'''

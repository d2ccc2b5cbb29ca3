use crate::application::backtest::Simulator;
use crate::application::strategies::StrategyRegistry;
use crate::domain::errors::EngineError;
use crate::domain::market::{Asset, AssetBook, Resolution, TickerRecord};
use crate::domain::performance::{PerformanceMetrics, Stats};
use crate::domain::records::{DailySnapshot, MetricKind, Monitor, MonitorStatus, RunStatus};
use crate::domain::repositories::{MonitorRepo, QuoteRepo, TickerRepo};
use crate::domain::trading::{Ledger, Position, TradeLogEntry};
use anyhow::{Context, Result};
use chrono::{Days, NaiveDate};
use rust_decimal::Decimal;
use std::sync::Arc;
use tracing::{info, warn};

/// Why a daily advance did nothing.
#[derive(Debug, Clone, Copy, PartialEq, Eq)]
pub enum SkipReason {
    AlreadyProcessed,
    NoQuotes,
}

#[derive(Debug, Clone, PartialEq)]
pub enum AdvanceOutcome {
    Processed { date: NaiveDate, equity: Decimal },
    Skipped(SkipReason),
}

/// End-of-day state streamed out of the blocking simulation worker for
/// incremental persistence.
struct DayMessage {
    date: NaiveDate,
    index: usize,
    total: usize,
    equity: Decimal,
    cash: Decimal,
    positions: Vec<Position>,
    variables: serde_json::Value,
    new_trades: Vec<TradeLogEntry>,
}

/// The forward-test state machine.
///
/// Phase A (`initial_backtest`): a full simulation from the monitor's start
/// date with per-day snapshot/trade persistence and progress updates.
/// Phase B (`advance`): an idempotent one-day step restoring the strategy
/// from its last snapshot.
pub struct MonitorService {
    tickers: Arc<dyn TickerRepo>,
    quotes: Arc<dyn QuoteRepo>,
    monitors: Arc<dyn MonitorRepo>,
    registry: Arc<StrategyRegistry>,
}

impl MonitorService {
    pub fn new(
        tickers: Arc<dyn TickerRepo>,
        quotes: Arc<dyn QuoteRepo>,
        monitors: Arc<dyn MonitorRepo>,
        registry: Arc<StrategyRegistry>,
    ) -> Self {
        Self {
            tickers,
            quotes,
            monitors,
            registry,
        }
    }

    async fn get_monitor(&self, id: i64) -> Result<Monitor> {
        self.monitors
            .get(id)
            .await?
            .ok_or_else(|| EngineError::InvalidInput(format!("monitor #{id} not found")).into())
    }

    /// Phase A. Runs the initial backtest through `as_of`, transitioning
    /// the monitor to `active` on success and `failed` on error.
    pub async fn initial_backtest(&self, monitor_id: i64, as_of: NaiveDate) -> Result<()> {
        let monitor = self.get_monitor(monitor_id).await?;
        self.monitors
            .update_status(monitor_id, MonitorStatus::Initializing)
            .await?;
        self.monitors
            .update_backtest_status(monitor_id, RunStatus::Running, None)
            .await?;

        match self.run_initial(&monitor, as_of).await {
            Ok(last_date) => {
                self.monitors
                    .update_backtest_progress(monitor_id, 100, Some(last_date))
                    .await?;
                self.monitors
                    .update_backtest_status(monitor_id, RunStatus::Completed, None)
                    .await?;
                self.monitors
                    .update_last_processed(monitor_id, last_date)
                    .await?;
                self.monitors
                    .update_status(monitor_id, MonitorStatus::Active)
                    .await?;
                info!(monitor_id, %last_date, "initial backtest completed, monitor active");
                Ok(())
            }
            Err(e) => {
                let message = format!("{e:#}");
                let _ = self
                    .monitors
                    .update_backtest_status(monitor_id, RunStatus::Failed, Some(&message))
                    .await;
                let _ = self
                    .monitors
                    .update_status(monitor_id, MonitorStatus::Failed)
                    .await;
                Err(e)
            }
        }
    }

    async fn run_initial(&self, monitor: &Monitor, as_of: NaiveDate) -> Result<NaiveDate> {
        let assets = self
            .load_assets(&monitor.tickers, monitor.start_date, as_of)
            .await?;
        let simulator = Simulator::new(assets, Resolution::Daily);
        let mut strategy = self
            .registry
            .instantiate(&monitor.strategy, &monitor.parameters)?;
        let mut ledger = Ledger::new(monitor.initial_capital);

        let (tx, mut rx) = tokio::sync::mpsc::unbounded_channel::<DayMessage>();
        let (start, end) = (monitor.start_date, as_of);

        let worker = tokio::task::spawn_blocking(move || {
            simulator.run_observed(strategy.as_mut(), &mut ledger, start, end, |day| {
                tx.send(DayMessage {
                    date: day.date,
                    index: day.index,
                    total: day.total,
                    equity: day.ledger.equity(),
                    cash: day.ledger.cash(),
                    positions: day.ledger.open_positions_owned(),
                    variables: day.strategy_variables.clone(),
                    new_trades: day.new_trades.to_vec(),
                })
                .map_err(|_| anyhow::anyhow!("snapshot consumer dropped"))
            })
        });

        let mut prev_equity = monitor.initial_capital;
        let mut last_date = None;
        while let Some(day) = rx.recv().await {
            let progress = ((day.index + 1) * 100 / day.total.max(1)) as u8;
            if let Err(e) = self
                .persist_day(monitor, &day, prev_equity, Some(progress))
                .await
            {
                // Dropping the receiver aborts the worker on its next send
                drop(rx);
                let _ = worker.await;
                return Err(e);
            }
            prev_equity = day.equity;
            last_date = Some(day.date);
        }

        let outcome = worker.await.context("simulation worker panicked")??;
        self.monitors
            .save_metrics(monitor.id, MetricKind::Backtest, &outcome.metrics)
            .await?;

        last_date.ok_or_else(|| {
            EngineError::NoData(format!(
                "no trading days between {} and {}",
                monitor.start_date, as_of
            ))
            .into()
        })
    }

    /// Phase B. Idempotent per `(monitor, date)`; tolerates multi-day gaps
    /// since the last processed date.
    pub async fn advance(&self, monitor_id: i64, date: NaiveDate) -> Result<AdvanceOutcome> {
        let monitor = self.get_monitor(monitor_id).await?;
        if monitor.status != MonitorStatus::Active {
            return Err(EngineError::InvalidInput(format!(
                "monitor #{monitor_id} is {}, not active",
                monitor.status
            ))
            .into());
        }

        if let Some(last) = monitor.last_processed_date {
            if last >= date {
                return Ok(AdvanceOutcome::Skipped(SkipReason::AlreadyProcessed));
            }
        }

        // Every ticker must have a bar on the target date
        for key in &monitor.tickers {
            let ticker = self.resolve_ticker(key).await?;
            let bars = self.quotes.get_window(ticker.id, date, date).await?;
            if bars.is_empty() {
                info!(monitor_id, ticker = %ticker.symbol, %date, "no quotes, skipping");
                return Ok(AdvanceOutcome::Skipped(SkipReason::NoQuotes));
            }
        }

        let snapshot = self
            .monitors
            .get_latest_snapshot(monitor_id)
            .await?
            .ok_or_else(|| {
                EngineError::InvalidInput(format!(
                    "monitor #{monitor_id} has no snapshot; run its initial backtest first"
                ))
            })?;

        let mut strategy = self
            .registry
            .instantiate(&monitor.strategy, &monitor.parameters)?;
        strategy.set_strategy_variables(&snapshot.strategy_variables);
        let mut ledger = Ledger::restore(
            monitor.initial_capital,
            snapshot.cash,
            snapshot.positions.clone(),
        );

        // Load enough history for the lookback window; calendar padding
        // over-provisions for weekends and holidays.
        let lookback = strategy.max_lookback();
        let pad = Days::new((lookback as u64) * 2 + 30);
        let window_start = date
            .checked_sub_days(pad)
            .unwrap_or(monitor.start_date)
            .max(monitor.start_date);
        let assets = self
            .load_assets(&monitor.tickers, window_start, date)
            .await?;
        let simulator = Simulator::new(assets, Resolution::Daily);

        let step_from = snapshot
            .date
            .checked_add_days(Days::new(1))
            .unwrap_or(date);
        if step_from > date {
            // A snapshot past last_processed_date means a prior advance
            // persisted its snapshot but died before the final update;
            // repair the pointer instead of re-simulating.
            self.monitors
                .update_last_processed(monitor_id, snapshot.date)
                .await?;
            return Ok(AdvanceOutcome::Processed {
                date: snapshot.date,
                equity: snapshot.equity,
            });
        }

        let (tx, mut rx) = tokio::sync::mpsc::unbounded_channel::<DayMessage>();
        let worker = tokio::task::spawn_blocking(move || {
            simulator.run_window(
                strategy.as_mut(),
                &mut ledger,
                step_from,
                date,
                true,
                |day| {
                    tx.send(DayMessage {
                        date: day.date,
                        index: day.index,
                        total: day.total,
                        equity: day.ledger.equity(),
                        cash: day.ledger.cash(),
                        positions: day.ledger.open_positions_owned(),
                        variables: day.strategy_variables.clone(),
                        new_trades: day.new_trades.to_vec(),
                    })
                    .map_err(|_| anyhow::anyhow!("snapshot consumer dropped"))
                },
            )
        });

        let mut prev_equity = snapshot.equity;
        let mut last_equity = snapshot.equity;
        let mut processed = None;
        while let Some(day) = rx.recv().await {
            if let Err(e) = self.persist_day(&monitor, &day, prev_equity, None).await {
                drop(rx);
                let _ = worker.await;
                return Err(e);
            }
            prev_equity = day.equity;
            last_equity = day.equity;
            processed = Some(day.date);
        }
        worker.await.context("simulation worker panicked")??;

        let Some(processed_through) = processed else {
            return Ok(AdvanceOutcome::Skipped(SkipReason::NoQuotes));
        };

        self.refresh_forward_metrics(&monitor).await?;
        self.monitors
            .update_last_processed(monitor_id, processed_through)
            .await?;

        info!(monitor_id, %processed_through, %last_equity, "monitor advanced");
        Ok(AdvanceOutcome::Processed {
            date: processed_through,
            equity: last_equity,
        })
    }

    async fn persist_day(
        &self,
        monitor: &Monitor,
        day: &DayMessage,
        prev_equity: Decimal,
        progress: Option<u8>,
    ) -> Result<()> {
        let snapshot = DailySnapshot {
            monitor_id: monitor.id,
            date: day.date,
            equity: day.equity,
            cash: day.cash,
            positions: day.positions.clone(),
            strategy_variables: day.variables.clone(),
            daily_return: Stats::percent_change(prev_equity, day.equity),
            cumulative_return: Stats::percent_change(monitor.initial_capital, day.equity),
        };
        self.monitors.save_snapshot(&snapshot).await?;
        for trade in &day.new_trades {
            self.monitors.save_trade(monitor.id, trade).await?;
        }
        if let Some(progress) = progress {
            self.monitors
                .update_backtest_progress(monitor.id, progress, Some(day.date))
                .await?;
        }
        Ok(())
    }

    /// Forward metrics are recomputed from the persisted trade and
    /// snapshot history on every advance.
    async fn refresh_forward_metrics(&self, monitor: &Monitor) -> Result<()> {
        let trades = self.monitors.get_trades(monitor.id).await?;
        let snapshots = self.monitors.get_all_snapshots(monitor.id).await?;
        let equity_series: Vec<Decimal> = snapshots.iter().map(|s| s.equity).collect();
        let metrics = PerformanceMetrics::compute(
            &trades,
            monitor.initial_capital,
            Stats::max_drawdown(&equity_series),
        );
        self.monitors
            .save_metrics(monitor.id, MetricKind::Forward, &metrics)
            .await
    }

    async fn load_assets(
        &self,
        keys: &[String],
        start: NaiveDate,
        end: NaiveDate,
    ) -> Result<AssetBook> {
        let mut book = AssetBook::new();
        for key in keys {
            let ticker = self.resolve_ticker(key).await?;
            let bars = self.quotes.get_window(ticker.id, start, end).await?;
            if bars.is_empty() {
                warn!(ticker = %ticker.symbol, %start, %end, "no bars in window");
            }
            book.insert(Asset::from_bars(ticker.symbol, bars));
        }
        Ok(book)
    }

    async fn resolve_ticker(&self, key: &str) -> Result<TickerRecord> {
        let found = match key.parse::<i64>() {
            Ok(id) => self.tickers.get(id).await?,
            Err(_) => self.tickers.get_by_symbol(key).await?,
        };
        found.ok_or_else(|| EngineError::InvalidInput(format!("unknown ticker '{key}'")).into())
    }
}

'''
'''

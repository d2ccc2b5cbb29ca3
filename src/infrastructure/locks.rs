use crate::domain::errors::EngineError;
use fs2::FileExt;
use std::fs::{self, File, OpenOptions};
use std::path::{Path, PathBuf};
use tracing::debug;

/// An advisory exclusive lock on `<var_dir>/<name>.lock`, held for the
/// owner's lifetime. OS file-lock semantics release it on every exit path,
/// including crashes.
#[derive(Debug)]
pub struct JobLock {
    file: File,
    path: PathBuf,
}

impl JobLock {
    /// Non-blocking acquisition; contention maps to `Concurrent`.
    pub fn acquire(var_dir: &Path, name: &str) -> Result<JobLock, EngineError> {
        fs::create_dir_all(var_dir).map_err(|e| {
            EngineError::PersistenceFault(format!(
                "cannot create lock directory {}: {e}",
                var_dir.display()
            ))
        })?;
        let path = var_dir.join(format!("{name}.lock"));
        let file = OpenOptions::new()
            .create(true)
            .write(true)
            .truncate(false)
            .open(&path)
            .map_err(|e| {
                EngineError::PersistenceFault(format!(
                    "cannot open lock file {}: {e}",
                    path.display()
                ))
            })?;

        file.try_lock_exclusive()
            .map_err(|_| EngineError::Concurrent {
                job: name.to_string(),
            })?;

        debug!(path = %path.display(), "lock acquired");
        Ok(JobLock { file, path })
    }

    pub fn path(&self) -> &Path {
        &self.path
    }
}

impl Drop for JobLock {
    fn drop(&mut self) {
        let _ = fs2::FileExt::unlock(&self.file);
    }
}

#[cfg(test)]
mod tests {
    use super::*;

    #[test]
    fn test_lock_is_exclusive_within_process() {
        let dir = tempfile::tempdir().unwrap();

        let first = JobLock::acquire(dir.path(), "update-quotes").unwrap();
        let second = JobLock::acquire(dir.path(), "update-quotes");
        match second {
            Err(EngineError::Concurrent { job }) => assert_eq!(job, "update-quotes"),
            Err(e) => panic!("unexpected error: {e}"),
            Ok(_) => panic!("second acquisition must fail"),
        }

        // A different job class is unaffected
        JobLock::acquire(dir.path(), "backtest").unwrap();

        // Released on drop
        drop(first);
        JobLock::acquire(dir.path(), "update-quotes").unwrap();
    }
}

'''

## REQUIREMENT
Wherever a line of the entries holds the string "anyhow", copy that line.

## TASK RESULT
use anyhow::{Context, Result};
                .map_err(|_| anyhow::anyhow!("snapshot consumer dropped"))
                    .map_err(|_| anyhow::anyhow!("snapshot consumer dropped"))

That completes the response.